■ YOUR ASSIGNMENT:
Copy out exactly the line that contains "async fn test_invite_code_lookup_errors()" and all lines following it to the end of the data.

Collected data entries
╔══

#[tokio::test]
async fn test_join_withdraw_and_emission() {
    let app = setup().await;
    let owner = app.user("molly").await;
    let m1 = app.user("dan").await;
    let m2 = app.user("eve").await;
    let family_id = app.create_family(owner, "Kims").await;

    for member in [m1, m2] {
        let (status, _) = app
            .send(make_request(
                "POST",
                &format!("/families/{}/join", family_id),
                member,
            ))
            .await;
        assert_eq!(status, StatusCode::OK);
    }

    let (status, _) = app
        .send(make_request(
            "DELETE",
            &format!("/families/{}/withdraw", family_id),
            m1,
        ))
        .await;
    assert_eq!(status, StatusCode::OK);

    let (status, _) = app
        .send(make_request(
            "DELETE",
            &format!("/families/{}/withdraw", family_id),
            owner,
        ))
        .await;
    assert_eq!(status, StatusCode::FORBIDDEN);

    let (status, _) = app
        .send(make_request(
            "DELETE",
            &format!("/families/{}/users?userIds={}", family_id, m2),
            owner,
        ))
        .await;
    assert_eq!(status, StatusCode::OK);

    let (_, body) = app
        .send(make_request(
            "GET",
            &format!("/families/{}/users", family_id),
            owner,
        ))
        .await;
    assert_eq!(body["result"].as_array().unwrap().len(), 1);
}

#[tokio::test]
async fn test_authority_transfer() {
    let app = setup().await;
    let owner = app.user("molly").await;
    let member = app.user("dan").await;
    let family_id = app.create_family(owner, "Kims").await;

    app.send(make_request(
        "POST",
        &format!("/families/{}/join", family_id),
        member,
    ))
    .await;

    let (_, body) = app
        .send(make_request(
            "GET",
            &format!("/families/{}/authority", family_id),
            member,
        ))
        .await;
    assert_eq!(body["result"]["isOwner"], false);

    let (status, _) = app
        .send(make_json_request(
            "PATCH",
            &format!("/families/{}/authority", family_id),
            owner,
            json!({ "userId": member }),
        ))
        .await;
    assert_eq!(status, StatusCode::OK);

    let (_, body) = app
        .send(make_request(
            "GET",
            &format!("/families/{}/authority", family_id),
            member,
        ))
        .await;
    assert_eq!(body["result"]["isOwner"], true);
}

#[tokio::test]
async fn test_stored_image_is_served() {
    let app = setup().await;
    let owner = app.user("molly").await;

    let form = multipart_body(
        "postFamilyReq",
        &json!({ "familyName": "Kims", "uploadCycle": 7 }),
        Some(("image/png", &b"fake-png-bytes"[..])),
    );
    let (status, body) = app
        .send(make_multipart_request("POST", "/families/family", owner, form))
        .await;
    assert_eq!(status, StatusCode::OK);

    let url = body["result"]["representImg"].as_str().unwrap();
    let path = url.strip_prefix("http://localhost:8080").unwrap();
    assert!(path.starts_with("/images/"));

    let request = Request::builder().uri(path).body(Body::empty()).unwrap();
    let (status, bytes) = app.send_raw(request).await;
    assert_eq!(status, StatusCode::OK);
    assert_eq!(bytes, b"fake-png-bytes");

    let request = Request::builder()
        .uri("/images/missing.png")
        .body(Body::empty())
        .unwrap();
    let (status, _) = app.send_raw(request).await;
    assert_eq!(status, StatusCode::NOT_FOUND);
}

#[tokio::test]
async fn test_reject_invitation_route() {
    let app = setup().await;
    let owner = app.user("molly").await;
    let invitee = app.user("dan").await;
    let family_id = app.create_family(owner, "Kims").await;

    let (status, _) = app
        .send(make_request(
            "POST",
            &format!("/families/{}/invitations?userIds={}", family_id, invitee),
            owner,
        ))
        .await;
    assert_eq!(status, StatusCode::OK);

    let (status, body) = app
        .send(make_request(
            "PATCH",
            &format!("/families/{}/invitations/reject", family_id),
            invitee,
        ))
        .await;
    assert_eq!(status, StatusCode::OK);
    assert_eq!(body["isSuccess"], true);

    // Nothing pending any more
    let (status, body) = app
        .send(make_request(
            "PATCH",
            &format!("/families/{}/invitations/reject", family_id),
            invitee,
        ))
        .await;
    assert_eq!(status, StatusCode::NOT_FOUND);
    assert_eq!(body["code"], 404);

    let (status, _) = app
        .send(make_request(
            "PATCH",
            &format!("/families/{}/invitations/accept", family_id),
            invitee,
        ))
        .await;
    assert_eq!(status, StatusCode::NOT_FOUND);
}

#[tokio::test]
async fn test_invite_code_lookup_errors() {
    let app = setup().await;
    let owner = app.user("molly").await;
    app.create_family(owner, "Kims").await;

    let (status, body) = app
        .send(make_json_request(
            "POST",
            "/families/inviteCode",
            owner,
            json!({ "inviteCode": "   " }),
        ))
        .await;
    assert_eq!(status, StatusCode::BAD_REQUEST);
    assert_eq!(body["isSuccess"], false);

    let (status, body) = app
        .send(make_json_request(
            "POST",
            "/families/inviteCode",
            owner,
            json!({ "inviteCode": "NOSUCHCODE" }),
        ))
        .await;
    assert_eq!(status, StatusCode::NOT_FOUND);
    assert_eq!(body["code"], 404);
}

╚══

■ COMPLETED EXERCISE:
async fn test_invite_code_lookup_errors() {
    let app = setup().await;
    let owner = app.user("molly").await;
    app.create_family(owner, "Kims").await;

    let (status, body) = app
        .send(make_json_request(
            "POST",
            "/families/inviteCode",
            owner,
            json!({ "inviteCode": "   " }),
        ))
        .await;
    assert_eq!(status, StatusCode::BAD_REQUEST);
    assert_eq!(body["isSuccess"], false);

    let (status, body) = app
        .send(make_json_request(
            "POST",
            "/families/inviteCode",
            owner,
            json!({ "inviteCode": "NOSUCHCODE" }),
        ))
        .await;
    assert_eq!(status, StatusCode::NOT_FOUND);
    assert_eq!(body["code"], 404);
}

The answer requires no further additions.